══ Exercise data ══

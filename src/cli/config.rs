//! Configuration file
//!
//! Loaded and validated once at the process boundary, then converted into
//! `RunSettings` and `ConnectorSettings`. Unknown keys are rejected.

use std::collections::BTreeMap;
use std::fs;
use std::path::{Path, PathBuf};
use std::time::Duration;

use serde::{Deserialize, Serialize};

use crate::connector::ConnectorSettings;
use crate::observability::Severity;
use crate::reconcile::{InstanceType, RunSettings};
use crate::topology::{ShardedCollectionSpec, DEFAULT_PORT, DEFAULT_SHARD_NAME};

use super::errors::{CliError, CliResult};

/// Configuration file structure
#[derive(Debug, Clone, Serialize, Deserialize)]
#[serde(deny_unknown_fields)]
pub struct Config {
    /// Name of this node (required)
    pub node_name: String,

    /// Cluster discovery is scoped to (optional)
    #[serde(default)]
    pub cluster_name: Option<String>,

    /// Deployment environment discovery is scoped to (optional)
    #[serde(default)]
    pub environment: String,

    /// "mongod", "shard", "configserver" or "mongos" (required)
    pub instance_type: String,

    /// Port of the local daemon (optional, default 27017)
    #[serde(default = "default_port")]
    pub port: u16,

    /// Whether this node replicates (default: false)
    #[serde(default)]
    pub replicated: bool,

    /// Explicit replica-set name; ignored by shard instances
    #[serde(default)]
    pub replicaset_name: Option<String>,

    /// Shard name (optional, default "default")
    #[serde(default = "default_shard_name")]
    pub shard_name: String,

    /// Per-operation timeout in milliseconds (optional, default 5000)
    #[serde(default = "default_timeout_ms")]
    pub op_timeout_ms: u64,

    /// Connect timeout in milliseconds (optional, default 5000)
    #[serde(default = "default_timeout_ms")]
    pub connect_timeout_ms: u64,

    /// Treat an empty member list as fatal (default: false)
    #[serde(default)]
    pub solo: bool,

    /// Minimum log severity (optional, default "info")
    #[serde(default = "default_log_level")]
    pub log_level: String,

    /// Inventory file used for discovery (optional, default "./inventory.json")
    #[serde(default = "default_inventory_path")]
    pub inventory_path: PathBuf,

    /// `db.collection` → shard key (optional)
    #[serde(default)]
    pub sharded_collections: BTreeMap<String, String>,
}

fn default_port() -> u16 {
    DEFAULT_PORT
}
fn default_shard_name() -> String {
    DEFAULT_SHARD_NAME.to_string()
}
fn default_timeout_ms() -> u64 {
    5000
}
fn default_log_level() -> String {
    "info".to_string()
}
fn default_inventory_path() -> PathBuf {
    PathBuf::from("./inventory.json")
}

impl Config {
    /// Load configuration from file
    pub fn load(path: &Path) -> CliResult<Self> {
        let content = fs::read_to_string(path)
            .map_err(|e| CliError::config_error(format!("Failed to read config: {}", e)))?;

        Self::parse(&content)
    }

    /// Parse and validate configuration JSON
    pub fn parse(content: &str) -> CliResult<Self> {
        let config: Config = serde_json::from_str(content)
            .map_err(|e| CliError::config_error(format!("Invalid config JSON: {}", e)))?;

        config.validate()?;

        Ok(config)
    }

    fn validate(&self) -> CliResult<()> {
        if self.node_name.trim().is_empty() {
            return Err(CliError::config_error("node_name must not be empty"));
        }

        self.instance_type()?;

        if self.port == 0 {
            return Err(CliError::config_error("port must be > 0"));
        }

        if self.op_timeout_ms == 0 {
            return Err(CliError::config_error("op_timeout_ms must be > 0"));
        }

        if self.connect_timeout_ms == 0 {
            return Err(CliError::config_error("connect_timeout_ms must be > 0"));
        }

        self.log_level()?;

        if self.shard_name.trim().is_empty() {
            return Err(CliError::config_error("shard_name must not be empty"));
        }

        ShardedCollectionSpec::parse_all(&self.sharded_collections)
            .map_err(|e| CliError::config_error(e.to_string()))?;

        Ok(())
    }

    /// Parsed instance type
    pub fn instance_type(&self) -> CliResult<InstanceType> {
        self.instance_type
            .parse()
            .map_err(|e: crate::reconcile::ReconcileError| CliError::config_error(e.to_string()))
    }

    /// Parsed minimum log severity
    pub fn log_level(&self) -> CliResult<Severity> {
        self.log_level.parse().map_err(|e: String| {
            CliError::config_error(format!("Invalid log_level: {}", e))
        })
    }

    /// Replica-set name this node reconciles, if any.
    pub fn replica_set_name(&self) -> CliResult<Option<String>> {
        Ok(self.instance_type()?.resolve_replica_set_name(
            self.replicated,
            self.replicaset_name.as_deref(),
            &self.shard_name,
        ))
    }

    /// Convert to the settings of one provisioning run.
    pub fn to_run_settings(&self) -> CliResult<RunSettings> {
        let instance_type = self.instance_type()?;
        Ok(RunSettings {
            node_name: self.node_name.clone(),
            cluster_name: self.cluster_name.clone(),
            environment: self.environment.clone(),
            instance_type,
            port: self.port,
            replica_set_name: self.replica_set_name()?,
            shard_name: self.shard_name.clone(),
            solo: self.solo,
            sharded_collections: self.sharded_collections.clone(),
        })
    }

    /// Timeouts for the TCP connector.
    pub fn connector_settings(&self) -> ConnectorSettings {
        ConnectorSettings {
            connect_timeout: Duration::from_millis(self.connect_timeout_ms),
            op_timeout: Duration::from_millis(self.op_timeout_ms),
        }
    }
}
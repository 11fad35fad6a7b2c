use crate::player::{GroundRegion, GroundType};
use anyhow::Result;
use serde::{Deserialize, Serialize};
use soundstage_audio::AudioSettings;
use soundstage_core::EventKey;
use std::{collections::BTreeMap, fs, path::Path};
use tracing::warn;

pub const DEFAULT_CONFIG_PATH: &str = "config/soundstage.toml";

#[derive(Debug, Clone, Default, Deserialize, Serialize)]
#[serde(default)]
pub struct HostConfig {
    pub audio: AudioSettings,
    pub player: PlayerConfig,
    pub events: EventBindings,
    pub scenes: SceneConfig,
}

#[derive(Debug, Clone, Deserialize, Serialize)]
#[serde(default)]
pub struct PlayerConfig {
    /// Movement speed in metres per second.
    pub speed: f32,
    /// Distance travelled between footsteps.
    pub stride: f32,
    /// Surface used outside every region.
    pub ground: GroundType,
    pub regions: Vec<GroundRegion>,
}

impl Default for PlayerConfig {
    fn default() -> Self {
        Self {
            speed: 5.0,
            stride: 1.6,
            ground: GroundType::Grass,
            regions: Vec::new(),
        }
    }
}

/// Which definitions gameplay code plays.
#[derive(Debug, Clone, Deserialize, Serialize)]
#[serde(default)]
pub struct EventBindings {
    pub footstep: EventKey,
}

impl Default for EventBindings {
    fn default() -> Self {
        Self {
            footstep: EventKey::new("player", "footstep"),
        }
    }
}

/// Music started when a scene loads. Empty by default.
#[derive(Debug, Clone, Default, Deserialize, Serialize)]
#[serde(default)]
pub struct SceneConfig {
    pub music: BTreeMap<String, EventKey>,
}

impl HostConfig {
    /// Load configuration from an explicit path, falling back to defaults on errors.
    pub fn load_from_path(path: &Path) -> Self {
        match fs::read_to_string(path) {
            Ok(contents) => match toml::from_str::<HostConfig>(&contents) {
                Ok(cfg) => cfg,
                Err(err) => {
                    warn!("Failed to parse {}: {err}. Using defaults", path.display());
                    HostConfig::default()
                }
            },
            Err(err) => {
                if err.kind() == std::io::ErrorKind::NotFound {
                    warn!("Config not found at {}. Using defaults", path.display());
                } else {
                    warn!("Failed to read {}: {err}. Using defaults", path.display());
                }
                HostConfig::default()
            }
        }
    }

    /// Save configuration to an explicit path.
    pub fn save_to_path(&self, path: &Path) -> Result<()> {
        let toml = toml::to_string_pretty(self)?;
        if let Some(parent) = path.parent() {
            fs::create_dir_all(parent)?;
        }
        fs::write(path, toml)?;
        Ok(())
    }
}
//! Engine double that records every call.
//!
//! Instances stay valid until the test invalidates them (or they are released
//! before starting), so reap and stop behaviour can be driven explicitly.
//! Individual operations can be made to fail to exercise recovery paths.

use glam::Vec3;
use soundstage_audio::{
    Attributes3d, AudioBus, AudioEngine, BusHandle, EmitterRef, EngineError, InstanceId,
    RigidBody, StopMode,
};
use soundstage_core::AudioPath;
use std::cell::RefCell;
use std::collections::{BTreeSet, HashSet};
use std::rc::Rc;

/// Call log that outlives the engine (e.g. to observe teardown on drop).
pub type SharedCalls = Rc<RefCell<Vec<EngineCall>>>;

/// One engine call, in the order it was made.
#[derive(Debug, Clone, PartialEq)]
pub enum EngineCall {
    /// `create_instance`
    Create {
        /// New handle.
        id: InstanceId,
        /// Event path.
        path: String,
    },
    /// `set_parameter`
    SetParameter {
        /// Target instance.
        id: InstanceId,
        /// Parameter name.
        name: String,
        /// Value.
        value: f32,
    },
    /// `set_3d_attributes`
    Set3d {
        /// Target instance.
        id: InstanceId,
        /// World position.
        position: Vec3,
    },
    /// `attach_to_emitter`
    Attach(InstanceId),
    /// `start`
    Start(InstanceId),
    /// `release`
    Release(InstanceId),
    /// `stop`
    Stop {
        /// Target instance.
        id: InstanceId,
        /// Stop mode.
        mode: StopMode,
    },
    /// `set_bus_volume`
    SetBusVolume {
        /// Bus path.
        bus: String,
        /// Level written.
        volume: f32,
    },
    /// `bus_stop_all_events`
    BusStopAll {
        /// Bus path.
        bus: String,
        /// Stop mode.
        mode: StopMode,
    },
    /// `set_listener`
    Listener(Vec3),
}

/// Operations that can be made to fail.
#[derive(Debug, Clone, Copy, PartialEq, Eq, Hash)]
pub enum EngineOp {
    /// `create_instance`
    Create,
    /// `set_parameter`
    SetParameter,
    /// `set_3d_attributes`
    Set3d,
    /// `attach_to_emitter`
    Attach,
    /// `start`
    Start,
    /// `release`
    Release,
}

/// Call-recording [`AudioEngine`].
#[derive(Debug)]
pub struct RecordingEngine {
    calls: Vec<EngineCall>,
    shared: Option<SharedCalls>,
    live: BTreeSet<InstanceId>,
    started: BTreeSet<InstanceId>,
    released: BTreeSet<InstanceId>,
    buses: Vec<(AudioPath, f32)>,
    failing: HashSet<EngineOp>,
    next_id: u64,
}

impl Default for RecordingEngine {
    fn default() -> Self {
        Self::new()
    }
}

impl RecordingEngine {
    /// Engine with the standard buses declared at volume 1.0.
    pub fn new() -> Self {
        Self {
            calls: Vec::new(),
            shared: None,
            live: BTreeSet::new(),
            started: BTreeSet::new(),
            released: BTreeSet::new(),
            buses: AudioBus::ALL.iter().map(|bus| (bus.path(), 1.0)).collect(),
            failing: HashSet::new(),
            next_id: 1,
        }
    }

    /// Engine that knows no buses at all.
    pub fn without_buses() -> Self {
        Self {
            buses: Vec::new(),
            ..Self::new()
        }
    }

    /// Make `op` fail from now on.
    pub fn fail_on(&mut self, op: EngineOp) {
        self.failing.insert(op);
    }

    /// Calls recorded so far.
    pub fn calls(&self) -> &[EngineCall] {
        &self.calls
    }

    /// Mirror every future call into a log the caller keeps.
    pub fn share_calls(&mut self) -> SharedCalls {
        self.shared.get_or_insert_with(SharedCalls::default).clone()
    }

    /// Forget recorded calls.
    pub fn clear_calls(&mut self) {
        self.calls.clear();
    }

    /// Number of recorded calls matching `pred`.
    pub fn count(&self, pred: impl Fn(&EngineCall) -> bool) -> usize {
        self.calls.iter().filter(|call| pred(call)).count()
    }

    /// Mark a handle as finished.
    pub fn invalidate(&mut self, id: InstanceId) {
        self.live.remove(&id);
    }

    /// Mark every handle as finished.
    pub fn invalidate_all(&mut self) {
        self.live.clear();
    }

    /// Handles still valid.
    pub fn live_count(&self) -> usize {
        self.live.len()
    }

    /// Handles ever created.
    pub fn created_count(&self) -> usize {
        self.count(|call| matches!(call, EngineCall::Create { .. }))
    }

    /// Whether `id` was started.
    pub fn is_started(&self, id: InstanceId) -> bool {
        self.started.contains(&id)
    }

    /// Whether `id` was released.
    pub fn is_released(&self, id: InstanceId) -> bool {
        self.released.contains(&id)
    }

    /// Current level of the bus at `path`.
    pub fn volume(&self, path: &AudioPath) -> Option<f32> {
        self.buses
            .iter()
            .find(|(bus, _)| bus == path)
            .map(|(_, volume)| *volume)
    }

    fn record(&mut self, call: EngineCall) {
        if let Some(shared) = &self.shared {
            shared.borrow_mut().push(call.clone());
        }
        self.calls.push(call);
    }

    fn check(&self, op: EngineOp) -> Result<(), EngineError> {
        if self.failing.contains(&op) {
            Err(EngineError::Backend(format!("injected {op:?} failure")))
        } else {
            Ok(())
        }
    }

    fn check_live(&self, id: InstanceId) -> Result<(), EngineError> {
        if self.live.contains(&id) {
            Ok(())
        } else {
            Err(EngineError::InvalidHandle(id))
        }
    }

    fn bus_path(&self, bus: BusHandle) -> Result<AudioPath, EngineError> {
        self.buses
            .get(bus.0 as usize)
            .map(|(path, _)| path.clone())
            .ok_or(EngineError::InvalidBus(bus))
    }
}

impl AudioEngine for RecordingEngine {
    fn create_instance(&mut self, path: &AudioPath) -> Result<InstanceId, EngineError> {
        self.check(EngineOp::Create)?;
        let id = InstanceId(self.next_id);
        self.next_id += 1;
        self.live.insert(id);
        self.record(EngineCall::Create {
            id,
            path: path.to_string(),
        });
        Ok(id)
    }

    fn set_parameter(
        &mut self,
        id: InstanceId,
        name: &str,
        value: f32,
    ) -> Result<(), EngineError> {
        self.check(EngineOp::SetParameter)?;
        self.check_live(id)?;
        self.record(EngineCall::SetParameter {
            id,
            name: name.to_string(),
            value,
        });
        Ok(())
    }

    fn set_3d_attributes(
        &mut self,
        id: InstanceId,
        attributes: Attributes3d,
    ) -> Result<(), EngineError> {
        self.check(EngineOp::Set3d)?;
        self.check_live(id)?;
        self.record(EngineCall::Set3d {
            id,
            position: attributes.position,
        });
        Ok(())
    }

    fn attach_to_emitter(
        &mut self,
        id: InstanceId,
        _emitter: EmitterRef,
        _body: RigidBody,
    ) -> Result<(), EngineError> {
        self.check(EngineOp::Attach)?;
        self.check_live(id)?;
        self.record(EngineCall::Attach(id));
        Ok(())
    }

    fn start(&mut self, id: InstanceId) -> Result<(), EngineError> {
        self.check(EngineOp::Start)?;
        self.check_live(id)?;
        self.started.insert(id);
        self.record(EngineCall::Start(id));
        Ok(())
    }

    fn release(&mut self, id: InstanceId) -> Result<(), EngineError> {
        self.check(EngineOp::Release)?;
        self.check_live(id)?;
        self.released.insert(id);
        if !self.started.contains(&id) {
            self.live.remove(&id);
        }
        self.record(EngineCall::Release(id));
        Ok(())
    }

    fn stop(&mut self, id: InstanceId, mode: StopMode) -> Result<(), EngineError> {
        self.record(EngineCall::Stop { id, mode });
        self.check_live(id)
    }

    fn is_valid(&self, id: InstanceId) -> bool {
        self.live.contains(&id)
    }

    fn bus(&mut self, path: &AudioPath) -> Result<BusHandle, EngineError> {
        self.buses
            .iter()
            .position(|(bus, _)| bus == path)
            .map(|index| BusHandle(index as u32))
            .ok_or_else(|| EngineError::BusNotFound(path.clone()))
    }

    fn bus_volume(&self, bus: BusHandle) -> Result<f32, EngineError> {
        self.buses
            .get(bus.0 as usize)
            .map(|(_, volume)| *volume)
            .ok_or(EngineError::InvalidBus(bus))
    }

    fn set_bus_volume(&mut self, bus: BusHandle, volume: f32) -> Result<(), EngineError> {
        let path = self.bus_path(bus)?;
        self.buses[bus.0 as usize].1 = volume;
        self.record(EngineCall::SetBusVolume {
            bus: path.to_string(),
            volume,
        });
        Ok(())
    }

    fn bus_stop_all_events(
        &mut self,
        bus: BusHandle,
        mode: StopMode,
    ) -> Result<(), EngineError> {
        let path = self.bus_path(bus)?;
        self.record(EngineCall::BusStopAll {
            bus: path.to_string(),
            mode,
        });
        Ok(())
    }

    fn set_listener(&mut self, listener: Attributes3d) {
        self.record(EngineCall::Listener(listener.position));
    }
}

═══

▶ **Task goal**:
Show the lines where the word "SetParameter" appears in the entries.

▶ **Output**:
    SetParameter {
    SetParameter,
        self.check(EngineOp::SetParameter)?;
        self.record(EngineCall::SetParameter {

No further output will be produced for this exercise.